For Brianna Davis, the opportunity to work for the REB represents a chance to earn more than she would waitressing (she’s done that at a local 99 restaurant, and therefore knows that summer opportunities — and hours — are limited) and also gain what she considers more valuable experience as she continues pursuit of a career in journalism at UMass Amherst after recently graduating from Holyoke Community College.
“Through this experience, I’m learning how to work independently, but also in the group context,” she explained, noting, again, that this is a new dynamic for her. “I’m putting my communication skills to work, as well as my group and individual working skills, and I’m gaining confidence in my ability.”
Looking back more than 30 years, Daniel said he took away many of the same things from his experiences, and these are some of the points he drives home when he talks to young people about the importance of staying out of the trouble that often found him in his youth. The general message he leaves is that, to avoid trouble, youths need to stay busy, and this is a need he works to address in many ways, from a boxing program he coordinates to efforts to convince kids to seek out summer employment opportunities, such as those offered through the REB, and then do what’s required to get and keep a job.
“One of the things I like about being a police officer is that you can influence people positively — you can get in there and fix things, or try to fix things,” he explained, noting that he puts his work to encourage people to secure summer jobs in that category.
“I see a lot of kids with the same issues I had when I was a kid, and I’ll flash back and think about what helped me out, and summer work was at the top of that list,” he went on, adding that a few of his boxing charges are now in the REB or trying to get in, and he’s determined to see that they make the most of those opportunities. “I know what it did for me, and I’m going to stay on them and make sure they go to work, and hopefully things will work out for them.”
And while the young people involved in the summer jobs initiative obviously benefit, said Peters, the region and its business community do as well, and in ways that reinforce the notion that support of the jobs program is an investment that will pay dividends.

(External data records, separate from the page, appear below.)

//! Correctness and utilization harness.
//!
//! Replays a parsed script against one allocator on a fresh segment, tracking every id's
//! payload, checking the payload bytes and the heap invariants between operations, and
//! measuring how tightly the allocator packs the segment.
//!
//! **Utilization** is `peak_live_payload / topmost_address_used`: the high-water mark of
//! requested bytes over the high-water byte offset any payload reached. An allocator that
//! places blocks low and recycles holes keeps the two close together.

use core::time::Duration;
use std::time::Instant;

use hashbrown::HashMap;
use log::{debug, error};

use crate::harness::script::Op;
use crate::mem::alloc::HeapAllocator;
use crate::mem::index::FreeIndex;
use crate::mem::rbtree::stack::RbStack;
use crate::mem::rbtree::topdown::RbTopdown;
use crate::mem::segment::Segment;
use crate::mem::seglist::SegList;
use crate::mem::{HeapAddr, ALIGNMENT};

pub mod script;

/// Which free index backs the allocator under test.
#[derive(Clone, Copy, Debug, PartialEq, Eq)]
pub enum IndexKind {
    SegList,
    RbStack,
    RbTopdown,
}

impl core::str::FromStr for IndexKind {
    type Err = String;

    fn from_str(s: &str) -> Result<Self, Self::Err> {
        match s {
            "seglist" => Ok(Self::SegList),
            "rbstack" => Ok(Self::RbStack),
            "rbtopdown" => Ok(Self::RbTopdown),
            other => Err(format!(
                "unknown index {other:?}, expected seglist, rbstack or rbtopdown"
            )),
        }
    }
}

/// Harness knobs.
#[derive(Clone, Copy, Debug)]
pub struct RunConfig {
    /// Size of the backing segment.
    pub segment_bytes: usize,

    /// Skip the per-operation heap validation and payload checks. Used for timing runs.
    pub quiet: bool,
}

impl Default for RunConfig {
    fn default() -> Self {
        Self {
            segment_bytes: 1 << 20,
            quiet: false,
        }
    }
}

/// Outcome of one script run.
#[derive(Clone, Debug)]
pub struct RunReport {
    pub ok: bool,
    pub failure: Option<String>,
    pub ops: usize,
    pub peak_live: usize,
    pub high_water: usize,
    pub utilization: f64,
    pub elapsed: Duration,
}

impl RunReport {
    fn failed(message: String) -> Self {
        error!(target: "harness", "{message}");

        Self {
            ok: false,
            failure: Some(message),
            ops: 0,
            peak_live: 0,
            high_water: 0,
            utilization: 0.0,
            elapsed: Duration::ZERO,
        }
    }
}

/// Live allocation owned by one script id.
struct Slot {
    payload: HeapAddr,
    size: usize,
}

unsafe fn fill_pattern(slot: &Slot, id: u32) {
    core::ptr::write_bytes(slot.payload.as_mut_ptr::<u8>(), (id & 0xFF) as u8, slot.size);
}

unsafe fn pattern_intact(slot: &Slot, id: u32, len: usize) -> bool {
    core::slice::from_raw_parts(slot.payload.as_ptr::<u8>(), len)
        .iter()
        .all(|&b| b == (id & 0xFF) as u8)
}

/// Replays `ops` against a fresh allocator built on the chosen index.
pub fn run_script<I: FreeIndex>(ops: &[Op], config: &RunConfig) -> RunReport {
    let segment = match Segment::map(config.segment_bytes) {
        Ok(segment) => segment,
        Err(err) => return RunReport::failed(format!("segment: {err}")),
    };

    let mut heap = match unsafe { HeapAllocator::<I>::init(segment.start(), config.segment_bytes) }
    {
        Ok(heap) => heap,
        Err(err) => return RunReport::failed(format!("init: {err}")),
    };

    let mut table: HashMap<u32, Slot> = HashMap::new();
    let mut live = 0usize;
    let mut peak_live = 0usize;
    let mut high_water = 0usize;

    let started = Instant::now();

    for (step, &op) in ops.iter().enumerate() {
        let outcome = unsafe {
            replay(
                &mut heap, &mut table, op, config.quiet, &mut live, &mut high_water,
            )
        };

        if let Err(message) = outcome {
            return RunReport::failed(format!("op {step} ({op:?}): {message}"));
        }

        peak_live = usize::max(peak_live, live);

        if !config.quiet && !heap.validate_heap() {
            return RunReport::failed(format!("op {step} ({op:?}): heap validation failed"));
        }
    }

    let elapsed = started.elapsed();

    let utilization = if high_water == 0 {
        1.0
    } else {
        peak_live as f64 / high_water as f64
    };

    debug!(
        target: "harness",
        "{} ops, peak {peak_live} bytes, top {high_water}, utilization {utilization:.3}",
        ops.len()
    );

    RunReport {
        ok: true,
        failure: None,
        ops: ops.len(),
        peak_live,
        high_water,
        utilization,
        elapsed,
    }
}

unsafe fn replay<I: FreeIndex>(
    heap: &mut HeapAllocator<I>,
    table: &mut HashMap<u32, Slot>,
    op: Op,
    quiet: bool,
    live: &mut usize,
    high_water: &mut usize,
) -> Result<(), String> {
    match op {
        Op::Malloc { id, size } => {
            if table.contains_key(&id) {
                return Err(format!("id {id} is already live"));
            }

            let payload = heap.malloc(size);
            if payload.is_null() {
                return Err(format!("malloc({size}) returned null"));
            }

            if !quiet {
                if !payload.is_aligned_with(ALIGNMENT) {
                    return Err(format!("misaligned payload {payload}"));
                }
                if payload < heap.client_start() || payload + size > heap.client_end() {
                    return Err(format!("payload {payload} outside the segment"));
                }
            }

            let slot = Slot { payload, size };
            fill_pattern(&slot, id);

            *live += size;
            *high_water = usize::max(*high_water, (payload + size) - heap.client_start());
            table.insert(id, slot);
        }

        Op::Realloc { id, size } => {
            let slot = table
                .get(&id)
                .ok_or_else(|| format!("realloc of unknown id {id}"))?;

            if !quiet && !pattern_intact(slot, id, slot.size) {
                return Err(format!("payload of id {id} corrupted before realloc"));
            }

            let old_size = slot.size;
            let payload = heap.realloc(slot.payload, size);
            if payload.is_null() {
                return Err(format!("realloc({size}) returned null"));
            }

            let moved = Slot { payload, size };

            if !quiet
                && !pattern_intact(&moved, id, usize::min(old_size, size))
            {
                return Err(format!("payload of id {id} lost across realloc"));
            }

            fill_pattern(&moved, id);

            *live = *live - old_size + size;
            *high_water = usize::max(*high_water, (payload + size) - heap.client_start());
            table.insert(id, moved);
        }

        Op::Free { id } => {
            let slot = table
                .remove(&id)
                .ok_or_else(|| format!("free of unknown id {id}"))?;

            if !quiet && !pattern_intact(&slot, id, slot.size) {
                return Err(format!("payload of id {id} corrupted before free"));
            }

            heap.free(slot.payload);
            *live -= slot.size;
        }
    }

    Ok(())
}

/// Runs `ops` on the allocator family selected at the command line.
pub fn run_script_on(kind: IndexKind, ops: &[Op], config: &RunConfig) -> RunReport {
    match kind {
        IndexKind::SegList => run_script::<SegList>(ops, config),
        IndexKind::RbStack => run_script::<RbStack>(ops, config),
        IndexKind::RbTopdown => run_script::<RbTopdown>(ops, config),
    }
}

#[cfg(test)]
mod tests {
    use super::script::parse_script;
    use super::*;

    const KINDS: [IndexKind; 3] = [IndexKind::SegList, IndexKind::RbStack, IndexKind::RbTopdown];

    #[test]
    fn runs_a_simple_trace_on_every_index() {
        let ops = parse_script(
            "a 0 100\n\
             a 1 2000\n\
             r 0 350\n\
             f 1\n\
             a 2 64\n\
             f 0\n\
             f 2\n",
        )
        .unwrap();

        for kind in KINDS {
            let report = run_script_on(kind, &ops, &RunConfig::default());
            assert!(report.ok, "{kind:?}: {:?}", report.failure);
            assert_eq!(report.ops, 7);
            assert!(report.utilization > 0.0 && report.utilization <= 1.0);
            assert!(report.peak_live >= 2100);
        }
    }

    #[test]
    fn quiet_mode_skips_checks_but_still_runs() {
        let ops = parse_script("a 0 512\nf 0\n").unwrap();
        let config = RunConfig {
            quiet: true,
            ..RunConfig::default()
        };

        for kind in KINDS {
            assert!(run_script_on(kind, &ops, &config).ok);
        }
    }

    #[test]
    fn bad_traces_fail_the_script() {
        let double_alloc = parse_script("a 0 64\na 0 64\n").unwrap();
        let unknown_free = parse_script("f 9\n").unwrap();
        let oversized = parse_script("a 0 9000000\n").unwrap();

        for kind in KINDS {
            let config = RunConfig {
                segment_bytes: 1 << 16,
                quiet: false,
            };

            assert!(!run_script_on(kind, &double_alloc, &config).ok);
            assert!(!run_script_on(kind, &unknown_free, &config).ok);

            let report = run_script_on(kind, &oversized, &config);
            assert!(!report.ok);
            assert!(report.failure.unwrap().contains("null"));
        }
    }

    #[test]
    fn utilization_reflects_packing() {
        // One long-lived allocation at the bottom, churn above it.
        let ops = parse_script(
            "a 0 4096\n\
             a 1 4096\n\
             f 1\n\
             a 2 4096\n\
             f 2\n\
             a 3 4096\n\
             f 3\n\
             f 0\n",
        )
        .unwrap();

        for kind in KINDS {
            let report = run_script_on(kind, &ops, &RunConfig::default());
            assert!(report.ok);
            // The churned ids all reuse the same hole: the top of the heap stays close to
            // the peak of live bytes.
            assert!(
                report.utilization > 0.9,
                "{kind:?} utilization {:.3}",
                report.utilization
            );
        }
    }
}
//! Bottom-up removal style.
//!
//! The classic insert and delete procedures need to see ancestry, and the tree nodes carry no
//! parent pointers. This style records the descent in an explicit stack and fixes violations
//! ascending it; every rotation also repairs the stack so the fixup's view of ancestry stays
//! correct.

use core::fmt;

use crate::mem::block::{BlockLink, Color};
use crate::mem::index::{FreeIndex, PrintStyle};
use crate::mem::rbtree::{Direction, NodeLink, RbCore};
use crate::mem::HeapAddr;

/// Deepest descent the stack can record. A red-black tree over a segment of minimum-size
/// blocks stays far below this.
const MAX_TREE_HEIGHT: usize = 96;

/// Fixed-capacity ancestor stack. `nodes[0]` is the root.
struct Path {
    nodes: [NodeLink; MAX_TREE_HEIGHT],
    len: usize,
}

impl Path {
    fn new() -> Self {
        Self {
            nodes: [NodeLink::NULL_LINK; MAX_TREE_HEIGHT],
            len: 0,
        }
    }

    fn push(&mut self, node: NodeLink) {
        self.nodes[self.len] = node;
        self.len += 1;
    }

    fn get(&self, index: usize) -> NodeLink {
        self.nodes[index]
    }

    fn set(&mut self, index: usize, node: NodeLink) {
        self.nodes[index] = node;
    }

    fn truncate(&mut self, len: usize) {
        self.len = len;
    }

    /// Ancestor right above depth `index`, sentinel-as-none above the root.
    fn parent_of(&self, index: usize, nil: NodeLink) -> NodeLink {
        if index == 0 {
            nil
        } else {
            self.nodes[index - 1]
        }
    }
}

/// Red-black free index, bottom-up style.
pub struct RbStack {
    core: RbCore,
}

impl RbStack {
    /// Rebuilds the descent path from the root down to `node`, which must be a tree node.
    /// Sizes are unique in the tree, so steering by size lands exactly on it.
    unsafe fn path_to(&self, node: NodeLink, path: &mut Path) {
        let size = node.size();
        let mut cur = self.core.root;

        loop {
            path.push(cur);
            if cur == node {
                return;
            }

            cur = cur.link(if size < cur.size() {
                Direction::Left
            } else {
                Direction::Right
            });
        }
    }

    /// Restores the red-black shape after attaching a red leaf at the top of `path`.
    unsafe fn fix_insert(&mut self, path: &mut Path) {
        let nil = self.core.nil;
        let mut zi = path.len - 1;

        while zi >= 2 {
            let parent = path.get(zi - 1);
            if !parent.is_red() {
                break;
            }

            let grand = path.get(zi - 2);
            let pdir = Direction::of(grand, parent);
            let uncle = grand.link(!pdir);

            if uncle.is_red() {
                parent.paint(Color::Black);
                uncle.paint(Color::Black);
                grand.paint(Color::Red);
                zi -= 2;
                continue;
            }

            let node = path.get(zi);
            if Direction::of(parent, node) != pdir {
                // Inner child: rotate it outward first. The stack swaps the two.
                let sub = self.core.rotate(parent, pdir);
                grand.set_link(pdir, sub);
                self.core.refresh_list_parent(sub, grand);
                path.set(zi - 1, node);
                path.set(zi, parent);
            }

            let outer = path.get(zi - 1);
            outer.paint(Color::Black);
            grand.paint(Color::Red);

            let above = path.parent_of(zi - 2, nil);
            let sub = self.core.rotate(grand, !pdir);
            self.core.hook(above, grand, sub);
            self.core.refresh_list_parent(sub, above);
            break;
        }

        self.core.root.paint(Color::Black);
    }

    /// Deletes the tree node at the top of `path` (no duplicates), transplanting through the
    /// minimum of its right subtree when both children are real.
    unsafe fn delete(&mut self, node: NodeLink, path: &mut Path) {
        let nil = self.core.nil;
        let ix = path.len - 1;
        debug_assert!(path.get(ix) == node);

        let removed_color;
        let fix_len;
        let fix_dir;

        if node.link(Direction::Left) == nil || node.link(Direction::Right) == nil {
            // At most one child: splice the node, the child takes its slot.
            let cdir = if node.link(Direction::Left) == nil {
                Direction::Right
            } else {
                Direction::Left
            };
            let child = node.link(cdir);
            let parent = path.parent_of(ix, nil);

            removed_color = node.color();
            let dir = if parent == nil {
                Direction::Left
            } else {
                Direction::of(parent, node)
            };

            self.core.hook(parent, node, child);
            self.core.refresh_list_parent(child, parent);

            path.truncate(ix);
            fix_len = ix;
            fix_dir = dir;
        } else {
            // Two children: the successor (minimum of the right subtree) takes the node's
            // place; the fixup starts where the successor used to hang.
            let mut succ = node.link(Direction::Right);
            path.push(succ);
            while succ.link(Direction::Left) != nil {
                succ = succ.link(Direction::Left);
                path.push(succ);
            }

            removed_color = succ.color();
            let child = succ.link(Direction::Right);
            let parent = path.parent_of(ix, nil);

            if succ == node.link(Direction::Right) {
                succ.set_link(Direction::Left, node.link(Direction::Left));
                succ.paint(node.color());

                self.core.hook(parent, node, succ);
                self.core.refresh_list_parent(succ, parent);
                self.core
                    .refresh_list_parent(succ.link(Direction::Left), succ);

                path.set(ix, succ);
                path.truncate(ix + 1);
                fix_len = ix + 1;
                fix_dir = Direction::Right;
            } else {
                let succ_parent = path.get(path.len - 2);
                succ_parent.set_link(Direction::Left, child);
                self.core.refresh_list_parent(child, succ_parent);

                succ.set_link(Direction::Left, node.link(Direction::Left));
                succ.set_link(Direction::Right, node.link(Direction::Right));
                succ.paint(node.color());

                self.core.hook(parent, node, succ);
                self.core.refresh_list_parent(succ, parent);
                self.core
                    .refresh_list_parent(succ.link(Direction::Left), succ);
                self.core
                    .refresh_list_parent(succ.link(Direction::Right), succ);

                path.set(ix, succ);
                path.truncate(path.len - 1);
                fix_len = path.len;
                fix_dir = Direction::Left;
            }
        }

        if removed_color == Color::Black {
            self.fix_delete(path, fix_len, fix_dir);
        }

        self.core.count -= 1;
        if self.core.root != nil {
            self.core.root.paint(Color::Black);
        }
    }

    /// Resolves the doubly-black position hanging on side `dir` of `path[len - 1]`,
    /// ascending the stack through the four classic cases.
    unsafe fn fix_delete(&mut self, path: &mut Path, mut len: usize, mut dir: Direction) {
        let nil = self.core.nil;

        loop {
            if len == 0 {
                // The extra black reached the root; it evaporates.
                break;
            }

            let parent = path.get(len - 1);
            let node = parent.link(dir);

            if node != nil && node.is_red() {
                node.paint(Color::Black);
                break;
            }

            let mut sibling = parent.link(!dir);

            if sibling.is_red() {
                // Case 1: rotate the red sibling above, exposing a black one. The parent
                // slides one level down, so the stack grows in place.
                sibling.paint(Color::Black);
                parent.paint(Color::Red);

                let above = path.parent_of(len - 1, nil);
                let sub = self.core.rotate(parent, dir);
                self.core.hook(above, parent, sub);
                self.core.refresh_list_parent(sub, above);

                // The stack may still hold stale entries above `len` from an earlier ascent,
                // so the parent is written by index rather than pushed.
                path.set(len - 1, sub);
                path.set(len, parent);
                len += 1;

                sibling = parent.link(!dir);
            }

            let near = sibling.link(dir);
            let far = sibling.link(!dir);

            if !near.is_red() && !far.is_red() {
                // Case 2: recolor and push the problem one level up.
                sibling.paint(Color::Red);
                len -= 1;

                if len >= 1 {
                    dir = Direction::of(path.get(len - 1), parent);
                }
                continue;
            }

            let sibling = if !far.is_red() {
                // Case 3: near child red, far child black; rotate the sibling so the red
                // ends up far.
                near.paint(Color::Black);
                sibling.paint(Color::Red);

                let sub = self.core.rotate(sibling, !dir);
                parent.set_link(!dir, sub);
                self.core.refresh_list_parent(sub, parent);
                sub
            } else {
                sibling
            };

            // Case 4: far child red; one rotation pays the debt off.
            sibling.paint(parent.color());
            parent.paint(Color::Black);
            sibling.link(!dir).paint(Color::Black);

            let above = path.parent_of(len - 1, nil);
            let sub = self.core.rotate(parent, dir);
            self.core.hook(above, parent, sub);
            self.core.refresh_list_parent(sub, above);
            break;
        }
    }
}

impl FreeIndex for RbStack {
    const NAME: &'static str = "rbstack";
    const USES_COLOR: bool = true;
    const MIN_BLOCK_SIZE: usize = 40;
    const OVERHEAD: usize = 24;
    const SENTINEL_BYTES: usize = 32;

    unsafe fn attach(sentinel: HeapAddr) -> Self {
        Self {
            core: RbCore::attach(sentinel),
        }
    }

    unsafe fn insert(&mut self, block: BlockLink) {
        let node = NodeLink::from_block(block);
        let nil = self.core.nil;

        self.core.init_tree_node(node);

        if self.core.root == nil {
            self.core.root = node;
            node.paint(Color::Black);
            self.core.count += 1;
            return;
        }

        let size = node.size();
        let mut path = Path::new();
        let mut cur = self.core.root;

        loop {
            path.push(cur);
            let cur_size = cur.size();

            if size == cur_size {
                let parent = path.parent_of(path.len - 1, nil);
                self.core.push_duplicate(cur, node, parent);
                return;
            }

            let dir = if size < cur_size {
                Direction::Left
            } else {
                Direction::Right
            };
            let next = cur.link(dir);

            if next == nil {
                cur.set_link(dir, node);
                path.push(node);
                self.core.count += 1;
                self.fix_insert(&mut path);
                return;
            }

            cur = next;
        }
    }

    unsafe fn remove_best_fit(&mut self, need: usize) -> Option<BlockLink> {
        let nil = self.core.nil;
        let mut path = Path::new();
        let mut best = nil;
        let mut best_size = usize::MAX;
        let mut best_len = 0;
        let mut cur = self.core.root;

        while cur != nil {
            path.push(cur);
            let size = cur.size();

            if size == need {
                best = cur;
                best_len = path.len;
                break;
            }

            if size < need {
                cur = cur.link(Direction::Right);
            } else {
                if size < best_size {
                    best = cur;
                    best_size = size;
                    best_len = path.len;
                }
                cur = cur.link(Direction::Left);
            }
        }

        if best == nil {
            return None;
        }

        if best.list_start() != nil {
            // The size has duplicates: hand one out, no tree surgery.
            return Some(self.core.pop_duplicate(best).block());
        }

        path.truncate(best_len);
        self.delete(best, &mut path);
        Some(best.block())
    }

    unsafe fn remove_by_address(&mut self, block: BlockLink) {
        let node = NodeLink::from_block(block);

        if self.core.remove_if_listed(node) {
            return;
        }

        let mut path = Path::new();
        self.path_to(node, &mut path);
        self.delete(node, &mut path);
    }

    fn free_total(&self) -> usize {
        self.core.count
    }

    unsafe fn validate(&self, free_bytes: usize, free_blocks: usize) -> bool {
        self.core.validate(free_bytes, free_blocks)
    }

    unsafe fn write_free_nodes(
        &self,
        style: PrintStyle,
        out: &mut dyn fmt::Write,
    ) -> fmt::Result {
        self.core.write_free_nodes(style, out)
    }
}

“It’s good for our future, because we’re going to need employees five years from now, 10 years from now, and 20 years from now,” he told BusinessWest. “And if we don’t get them on the right track, we’re the ones that are going to pay a price down the road.”

Check, Please
Summing up the summer jobs initiative, Ward said there are a number of immediate benefits from the public and private funding of these employment opportunities.
“There’s a huge economic impact — young people now have disposable income, and they use it to buy things for school and for home; that money goes right into the economy.”
But the more significant rewards will come years down the road, he went on, when the region’s employers, and society in general, will benefit from having thousands of young people gain work-readiness skills as well as a greater understanding of what it takes to succeed in the workplace — and in life.
That’s a lesson Rupert Daniel learned while on his first summer job back in the ’70s, and something he’s committed his time and energy to helping others learn ever since. He discovered as a child that work puts money in your pocket — but it also does so much more.
And that’s why he, Ward, Peters, and others say the investments in summer jobs must continue.